All episodes from the first two series and two from the third are based on novels by the American writer Elizabeth George, though the plots and characters are often significantly altered. Later episodes are original stories for television based on her characters. The music for the series was composed by Robert Lockhart; later series were scored by Debbie Wiseman.

Production
The first episode (pilot), A Great Deliverance, was broadcast on 12 and 13 March 2001, becoming the only three-part episode throughout the series run. It was also based on the inaugural Inspector Lynley novel. The first full series began broadcasting on 8 April 2002, with the first episode based on and named after the third novel, Well-Schooled in Murder. The first eleven episodes were based on, and named after, the eleven Inspector Lynley novels published from 1988 to 2001, beginning with the inaugural novel A Great Deliverance, but subsequently departing from the print sequence. Nine more novels have since been published as of 2018, with a further volume due out in 2021.

Filming
Exterior shots of Lynley and Havers' base were filmed at the Bircham Dyson Bell solicitors offices on Broadway, central London. The first episode of series five was notable for being shot in Dungeness in Kent. In the first episode, Lynley drove a Peugeot 607; whereas in both series one and two he drove a Jensen Interceptor; and in later episodes a Bristol 410. Despite the frequently recurring remark in PBS Mystery! presenter Diana Rigg's introductions to the series that Lynley "is the one with the Bentley", he never drove a Bentley on TV. He does, however, drive one in the George novels. In the pilot episode, the character of Helen Clyde was played by Emma Fielding. She was later portrayed by Lesley Vickerage from series one through three (from series three she and Lynley had married and she was thus known as Helen Lynley) and by Catherine Russell in series five.

Cast
 Nathaniel Parker as Detective Inspector Thomas Lynley
 Sharon Small as Detective Sergeant Barbara Havers
 Emma Fielding as Helen Clyde (Pilot)
 Lesley Vickerage as Helen Clyde (Series 1-2) / Helen Lynley (Series 3)
 Catherine Russell as Helen Lynley (Series 5)
 Paul Hickey as Forensic Pathologist Lafferty (Series 4-6)
 Shaun Parkes as Detective Constable Winston Nkata (Series 5-6)

Episode list

Pilot (2001)

Series 1 (2002)

Series 2 (2003)

Series 3 (2004)

Series 4 (2005)

Series 5 (2006)

Series 6 (2008)
The broadcast of Limbo and Know Thine Enemy was initially postponed: they were due to air on 9 and 16 August 2007 respectively but did not air as scheduled. Their premiere broadcast came on 11 and 18 November 2007 on BBC Entertainment, before being broadcast on BBC One for the first time on 25 May and 1 June 2008 respectively.

International broadcasts
In the United States, all six series were broadcast on PBS from 2002 to 2008.

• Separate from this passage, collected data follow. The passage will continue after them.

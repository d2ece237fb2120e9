//! Hub client configuration
//!
//! Everything here is built once when a provider is constructed and read
//! only afterwards, so a provider can be shared between concurrent callers
//! without locking.

use std::fmt;
use std::str::FromStr;

use serde::{Deserialize, Serialize};

use crate::constants::{DEFAULT_TIMEOUT_SECS, PRODUCTION_AUDIENCE, STAGING_AUDIENCE};
use crate::errors::ConfigError;
use crate::types::HierarchicDesignator;

/// JWS algorithm used to sign the client assertion.
///
/// Must match the family of the registered key pair: RSA for `RS256`,
/// P-384 ECDSA for `ES384`.
#[derive(Debug, Clone, Copy, PartialEq, Eq, Serialize, Deserialize)]
pub enum SigningAlgorithm {
    #[serde(rename = "RS256")]
    Rs256,
    #[serde(rename = "ES384")]
    Es384,
}

impl SigningAlgorithm {
    pub fn as_str(&self) -> &'static str {
        match self {
            Self::Rs256 => "RS256",
            Self::Es384 => "ES384",
        }
    }
}

impl fmt::Display for SigningAlgorithm {
    fn fmt(&self, f: &mut fmt::Formatter<'_>) -> fmt::Result {
        f.write_str(self.as_str())
    }
}

impl FromStr for SigningAlgorithm {
    type Err = ConfigError;

    fn from_str(s: &str) -> Result<Self, Self::Err> {
        match s.trim().to_ascii_uppercase().as_str() {
            "RS256" => Ok(Self::Rs256),
            "ES384" => Ok(Self::Es384),
            other => Err(ConfigError::invalid("algorithm", format!("unsupported algorithm {other:?}"))),
        }
    }
}

/// Credentials issued to a laboratory during hub onboarding.
#[derive(Clone, Serialize, Deserialize)]
pub struct ClientCredentialConfig {
    /// Client identifier, sent as the assertion issuer and `client` header
    pub client_id: String,
    /// Key identifier, `<client_id>.<suffix>` (usually `<client_id>.default`)
    pub kid: String,
    /// Authorization scope requested during token exchange
    pub scope: String,
    /// PEM-encoded private key matching `algorithm`
    #[serde(skip_serializing)]
    pub private_key: String,
    pub algorithm: SigningAlgorithm,
}

impl ClientCredentialConfig {
    pub fn new(
        client_id: impl Into<String>,
        kid: impl Into<String>,
        scope: impl Into<String>,
        private_key: impl Into<String>,
        algorithm: SigningAlgorithm,
    ) -> Self {
        Self {
            client_id: client_id.into(),
            kid: kid.into(),
            scope: scope.into(),
            private_key: private_key.into(),
            algorithm,
        }
    }
}

impl fmt::Debug for ClientCredentialConfig {
    fn fmt(&self, f: &mut fmt::Formatter<'_>) -> fmt::Result {
        f.debug_struct("ClientCredentialConfig")
            .field("client_id", &self.client_id)
            .field("kid", &self.kid)
            .field("scope", &self.scope)
            .field("private_key", &"[REDACTED]")
            .field("algorithm", &self.algorithm)
            .finish()
    }
}

/// Hub deployment to talk to.
#[derive(Debug, Clone, Copy, Default, PartialEq, Eq, Serialize, Deserialize)]
#[serde(rename_all = "lowercase")]
pub enum HubEnvironment {
    #[default]
    Staging,
    Production,
}

impl HubEnvironment {
    pub fn from_production_flag(use_production: bool) -> Self {
        if use_production {
            Self::Production
        } else {
            Self::Staging
        }
    }

    /// Hostname used as the assertion audience and request origin.
    pub fn audience(&self) -> &'static str {
        match self {
            Self::Staging => STAGING_AUDIENCE,
            Self::Production => PRODUCTION_AUDIENCE,
        }
    }
}

/// Full configuration of a hub provider.
#[derive(Debug, Clone)]
pub struct HubConfig {
    pub credentials: ClientCredentialConfig,
    pub environment: HubEnvironment,
    /// Replaces the environment's audience hostname in the assertion
    pub audience: Option<String>,
    /// Replaces `https://{audience}` as the origin requests are sent to
    pub base_url: Option<String>,
    pub timeout_secs: u64,
    pub receiving_application: HierarchicDesignator,
    pub receiving_facility: HierarchicDesignator,
}

impl HubConfig {
    pub fn new(credentials: ClientCredentialConfig, use_production: bool) -> Self {
        Self {
            credentials,
            environment: HubEnvironment::from_production_flag(use_production),
            audience: None,
            base_url: None,
            timeout_secs: DEFAULT_TIMEOUT_SECS,
            receiving_application: HierarchicDesignator::cdc_prime(),
            receiving_facility: HierarchicDesignator::cdc_prime(),
        }
    }

    /// Send requests to `base_url` instead of the environment's hub.
    pub fn with_base_url(mut self, base_url: impl Into<String>) -> Self {
        self.base_url = Some(base_url.into());
        self
    }

    pub fn with_audience(mut self, audience: impl Into<String>) -> Self {
        self.audience = Some(audience.into());
        self
    }

    pub fn with_timeout_secs(mut self, timeout_secs: u64) -> Self {
        self.timeout_secs = timeout_secs;
        self
    }

    pub fn with_receiving_identifiers(
        mut self,
        application: HierarchicDesignator,
        facility: HierarchicDesignator,
    ) -> Self {
        self.receiving_application = application;
        self.receiving_facility = facility;
        self
    }

    pub fn is_production(&self) -> bool {
        self.environment == HubEnvironment::Production
    }

    /// Audience claim for client assertions.
    pub fn audience(&self) -> &str {
        self.audience.as_deref().unwrap_or_else(|| self.environment.audience())
    }

    /// Origin every hub endpoint is resolved against, without trailing slash.
    pub fn origin(&self) -> String {
        match &self.base_url {
            Some(base) => base.trim_end_matches('/').to_string(),
            None => format!("https://{}", self.audience()),
        }
    }
}
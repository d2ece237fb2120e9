//! Authenticated calls to the waters API

use reportlink_domain::constants::{CLIENT_HEADER, HL7_V2_CONTENT_TYPE};
use reportlink_domain::{HistoryBody, Result, SubmissionBody};
use reqwest::header::{AUTHORIZATION, CONTENT_TYPE};
use reqwest::Method;
use tracing::instrument;

use super::endpoints::HubEndpoints;
use crate::auth::BearerToken;
use crate::http::HttpClient;

/// Sends reports and history queries with an already issued bearer token.
#[derive(Clone)]
pub struct SubmissionClient {
    http: HttpClient,
    endpoints: HubEndpoints,
    client_id: String,
}

impl SubmissionClient {
    pub fn new(http: HttpClient, endpoints: HubEndpoints, client_id: impl Into<String>) -> Self {
        Self { http, endpoints, client_id: client_id.into() }
    }

    /// `POST /api/waters` with the raw HL7 v2 payload.
    #[instrument(skip(self, token, payload), fields(bytes = payload.len()))]
    pub async fn submit(&self, token: &BearerToken, payload: &[u8]) -> Result<SubmissionBody> {
        let request = self
            .http
            .request(Method::POST, self.endpoints.waters())
            .header(AUTHORIZATION, token.authorization())
            .header(CLIENT_HEADER, &self.client_id)
            .header(CONTENT_TYPE, HL7_V2_CONTENT_TYPE)
            .body(payload.to_vec());

        self.http.send_json(request).await
    }

    /// `GET /api/waters/report/{submission_id}/history`
    #[instrument(skip(self, token))]
    pub async fn fetch_history(
        &self,
        token: &BearerToken,
        submission_id: &str,
    ) -> Result<HistoryBody> {
        let request = self
            .http
            .request(Method::GET, self.endpoints.history(submission_id))
            .header(AUTHORIZATION, token.authorization())
            .header(CLIENT_HEADER, &self.client_id);

        self.http.send_json(request).await
    }
}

 A Great Deliverance was broadcast on the series Mystery! in two parts as Inspector Lynley I on 19 and 26 August 2002.  
 Series 1 was shown on Mystery! as Inspector Lynley II on 31 August and 7, 14, and 21 September 2003.  
 Series 2 was shown on Mystery! as Inspector Lynley III on 5, 12, 19, and 26 September 2004.
 Series 3 was shown on Mystery! as Inspector Lynley IV on 26 June and 3, 10, and 17 July 2005.  
 Series 4 was shown on Mystery! as Inspector Lynley V on 10, 17, 24 September, and 1 October 2006.  
 Series 5 was shown on Mystery! as Inspector Lynley VI on 9 and 16 September and 7 and 14 October 2007.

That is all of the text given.